With apologies to those bleeding hearts among my own people, the Palestinian Arabs, who prefer for unconvincing reasons not to wash our dirty linen in public, I have to call it as I see it. A dangerous sectarian devil has reared its head among Palestinian Arab communities in Israel, pitting Muslims against Christians and Christians against Muslims. I will temper my remarks by adding that not everyone is implicated in the war that is playing itself out on websites and on Facebook and Twitter. And as with every war, we know how it started, but it’s hard, if not impossible, to predict how it will play out and conclude.

Nazareth, which is justifiably considered the Palestinians’ capital in this Jewish-majority country, is constantly in the headlines for negative reasons. It began with the municipal elections in October. The Hadash party, which had control of city hall for about 40 years, has, as it stands now, lost this valuable stronghold to a candidate who left the party’s ranks and ran on an independent slate. The court, however, has not yet issued its ruling on who won the election in an exceedingly tight race separated by a handful of votes. In a major irony, however, the Hadash incumbent, Ramez Jerayssi, is Christian and his rival, Ali Salem, is Muslim. At that point, communal incitement was not long in coming.
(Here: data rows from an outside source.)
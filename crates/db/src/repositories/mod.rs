//! Repository layer.
//!
//! Each repository is a zero-sized struct providing async CRUD methods
//! that accept `&PgPool` as the first argument.

pub mod activity_repo;
pub mod aid_request_repo;
pub mod cause_repo;
pub mod contact_repo;
pub mod donation_repo;
pub mod newsletter_repo;
pub mod session_repo;
pub mod site_setting_repo;
pub mod story_repo;
pub mod testimonial_repo;
pub mod treatment_update_repo;
pub mod user_repo;

pub use activity_repo::ActivityLogRepo;
pub use aid_request_repo::AidRequestRepo;
pub use cause_repo::CauseRepo;
pub use contact_repo::ContactRepo;
pub use donation_repo::DonationRepo;
pub use newsletter_repo::NewsletterRepo;
pub use session_repo::SessionRepo;
pub use site_setting_repo::SiteSettingRepo;
pub use story_repo::StoryRepo;
pub use testimonial_repo::TestimonialRepo;
pub use treatment_update_repo::TreatmentUpdateRepo;
pub use user_repo::UserRepo;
The wasted negative energy devoted to this dispute is liable to destroy all that is good in Nazareth’s Arab society and, as a result, in other Palestinian communities in Israel as well. A review of the mutual mudslinging on Facebook leaves no room for doubt. A controversy that erupted in the 1990s over failed efforts to build the Shihab al-Din mosque next to the city’s Church of the Annunciation is still alive and kicking. The philosopher Khalil Gibran once said that an ostrich once tried to hide its head in the sand, but found the heads of Arabs already there. Indeed we have sunk that low.

A few decades ago an Israeli leader proposed that if Arabs were given their own local councils and soccer teams, they would fight among themselves. For his part, Adolf Hitler said the fate of the Arabs didn’t interest him because he was sure they would kill one another. According to a famous statement attributed to Winston Churchill, if the Arabs died, treason would die with them. One can dispute such sayings, but one cannot avoid the fact that they unfortunately reflect the situation in which we are living in one way or another.

And in addition, the mutual accusations between the two hawkish camps in Nazareth are adding fuel to the fire. The leadership, which has called for things to be cooled down on the communal front, has apparently forgotten that its members are solely responsible for the situation that we have gotten ourselves into. By digging themselves in their positions, they have added huge amounts of adrenaline in this unnecessary war.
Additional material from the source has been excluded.